- **REQUIRED ACTION**
Emit the line that holds "let config = resolve_config(&args)?;" and all lines following it through the end of the data, verbatim, and nothing else.
### RAW DATA
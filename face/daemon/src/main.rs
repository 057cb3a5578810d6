//! Face Daemon - Tick Loop for the LED Matrix Face
//!
//! Runs the face rig at its configured rate against simulated sensors and
//! emits every frame to a renderer. With no panel attached, frames go to
//! the log or to stdout as JSON lines.
//!
//! # Usage
//!
//! ```bash
//! # Start with defaults (~/.config/matrix-face/face.toml if present)
//! face-daemon
//!
//! # Reproducible run, JSON frames on stdout
//! face-daemon --seed 7 --output json
//!
//! # Run 350 ticks (about ten seconds) then exit
//! face-daemon --ticks 350
//!
//! # Verbose logging
//! RUST_LOG=face_core=debug face-daemon
//! ```
//!
//! # Signals
//!
//! - `SIGTERM` / `SIGINT`: Stop after the current tick

mod renderer;
mod sim;

use std::path::PathBuf;

use anyhow::{Context, Result};
use clap::{Parser, ValueEnum};
use face_core::config::{default_config_path, load_config_from_path, ConfigOverrides, FaceConfig};
use face_core::{Clock, FaceRig, MonotonicClock, Renderer};
use tokio::signal::unix::{signal, SignalKind};
use tokio::time::MissedTickBehavior;
use tracing::{error, info, warn};

use renderer::{JsonLinesRenderer, LogRenderer};
use sim::{SimulatedAccelerometer, SimulatedMicrophone};

/// Where frames are sent
#[derive(Clone, Copy, Debug, PartialEq, Eq, ValueEnum)]
enum Output {
    /// Log layer moves through tracing
    Log,
    /// One JSON object per line on stdout
    Json,
}

/// Face Daemon - Animated LED matrix face
#[derive(Parser, Debug)]
#[command(name = "face-daemon")]
#[command(author, version, about, long_about = None)]
pub struct Args {
    /// Configuration file path
    #[arg(short = 'c', long, env = "FACE_CONFIG", value_name = "FILE")]
    config: Option<PathBuf>,

    /// RNG seed for a reproducible run
    #[arg(short = 's', long)]
    seed: Option<u64>,

    /// Tick rate in Hz
    #[arg(long, value_name = "HZ")]
    rate_hz: Option<f64>,

    /// Directory holding the layer bitmaps
    #[arg(long, value_name = "DIR")]
    sprites_dir: Option<PathBuf>,

    /// Stop after this many ticks (at least one)
    #[arg(short = 'n', long, value_parser = clap::value_parser!(u64).range(1..))]
    ticks: Option<u64>,

    /// Frame output
    #[arg(short = 'o', long, value_enum, default_value_t = Output::Log)]
    output: Output,

    /// Log level (trace, debug, info, warn, error)
    #[arg(short = 'l', long, env = "FACE_LOG_LEVEL", default_value = "info")]
    log_level: String,
}

impl Args {
    fn overrides(&self) -> ConfigOverrides {
        let mut overrides = ConfigOverrides::new();
        if let Some(seed) = self.seed {
            overrides = overrides.with_seed(seed);
        }
        if let Some(rate) = self.rate_hz {
            overrides = overrides.with_rate_hz(rate);
        }
        if let Some(ref dir) = self.sprites_dir {
            overrides = overrides.with_sprites_dir(dir.clone());
        }
        overrides
    }
}

/// Initialize logging with the specified level
///
/// Logs go to stderr so JSON frames on stdout stay clean.
fn init_logging(level: &str) {
    let filter = tracing_subscriber::EnvFilter::try_from_default_env().unwrap_or_else(|_| {
        tracing_subscriber::EnvFilter::new(format!("face_daemon={level},face_core={level}"))
    });

    tracing_subscriber::fmt()
        .with_env_filter(filter)
        .with_writer(std::io::stderr)
        .with_target(true)
        .init();
}

/// Resolve configuration: file, then env, then CLI
fn resolve_config(args: &Args) -> Result<FaceConfig> {
    let path = args.config.clone().or_else(default_config_path);
    let mut config = load_config_from_path(path).context("Failed to load configuration")?;
    args.overrides()
        .apply(&mut config)
        .context("Invalid command-line override")?;

    info!(
        source = %config.source(),
        file = ?config.config_file_path,
        rate_hz = config.rate_hz,
        seed = ?config.seed,
        sprites_dir = %config.atlas.sprites_dir.display(),
        "Configuration resolved"
    );
    Ok(config)
}

/// Wait for SIGINT or SIGTERM
async fn shutdown_signal() -> Result<&'static str> {
    let mut sigterm =
        signal(SignalKind::terminate()).context("Failed to install SIGTERM handler")?;
    tokio::select! {
        result = tokio::signal::ctrl_c() => {
            result.context("Failed to listen for SIGINT")?;
            Ok("SIGINT")
        }
        _ = sigterm.recv() => Ok("SIGTERM"),
    }
}

/// Drive the rig until a signal arrives, the tick limit is hit, or a
/// sensor or renderer fails
async fn run(
    config: &FaceConfig,
    renderer: &mut dyn Renderer,
    max_ticks: Option<u64>,
) -> Result<u64> {
    let clock = MonotonicClock::new();
    let sensor_seed = config.seed.unwrap_or_else(rand::random);
    let mut mic = SimulatedMicrophone::new(clock, sensor_seed);
    let mut accel = SimulatedAccelerometer::new(clock, sensor_seed.wrapping_add(1));
    let mut rig = FaceRig::from_config(config, clock.now());

    renderer
        .load_atlas(&config.atlas)
        .context("Failed to load sprite atlas")?;
    renderer
        .render(&rig.initial_frame())
        .context("Failed to draw initial frame")?;

    let schedule = config.schedule();
    info!(
        rate_hz = schedule.rate_hz(),
        period_us = schedule.period().as_micros() as u64,
        "Tick loop starting"
    );

    let mut interval = tokio::time::interval(schedule.period());
    interval.set_missed_tick_behavior(MissedTickBehavior::Skip);

    let shutdown = shutdown_signal();
    tokio::pin!(shutdown);

    loop {
        tokio::select! {
            received = &mut shutdown => {
                info!(signal = received?, "Received shutdown signal");
                break;
            }
            _ = interval.tick() => {
                let frame = rig
                    .tick(&clock, &mut mic, &mut accel)
                    .with_context(|| format!("Tick {} failed", rig.ticks()))?;
                renderer.render(&frame).context("Failed to render frame")?;

                if max_ticks.is_some_and(|max| rig.ticks() >= max) {
                    info!(ticks = rig.ticks(), "Tick limit reached");
                    break;
                }
            }
        }
    }

    Ok(rig.ticks())
}

#[tokio::main(flavor = "current_thread")]
async fn main() -> Result<()> {
    let args = Args::parse();

    // Initialize logging first
    init_logging(&args.log_level);

    info!("Face daemon starting");
    info!("Version: {}", env!("CARGO_PKG_VERSION"));

    let config = resolve_config(&args)?;
    if config.seed.is_none() {
        warn!("No seed configured; this run cannot be replayed");
    }

    let mut renderer: Box<dyn Renderer> = match args.output {
        Output::Log => Box::new(LogRenderer::new()),
        Output::Json => Box::new(JsonLinesRenderer::new(std::io::stdout().lock())),
    };

    match run(&config, renderer.as_mut(), args.ticks).await {
        Ok(ticks) => {
            info!(ticks, "Face daemon stopped cleanly");
            Ok(())
        }
        Err(e) => {
            error!(error = %e, "Face daemon stopped with error");
            Err(e)
        }
    }
}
######
- **FINISHED TASK**
    let config = resolve_config(&args)?;
    if config.seed.is_none() {
        warn!("No seed configured; this run cannot be replayed");
    }

    let mut renderer: Box<dyn Renderer> = match args.output {
        Output::Log => Box::new(LogRenderer::new()),
        Output::Json => Box::new(JsonLinesRenderer::new(std::io::stdout().lock())),
    };

    match run(&config, renderer.as_mut(), args.ticks).await {
        Ok(ticks) => {
            info!(ticks, "Face daemon stopped cleanly");
            Ok(())
        }
        Err(e) => {
            error!(error = %e, "Face daemon stopped with error");
            Err(e)
        }
    }
}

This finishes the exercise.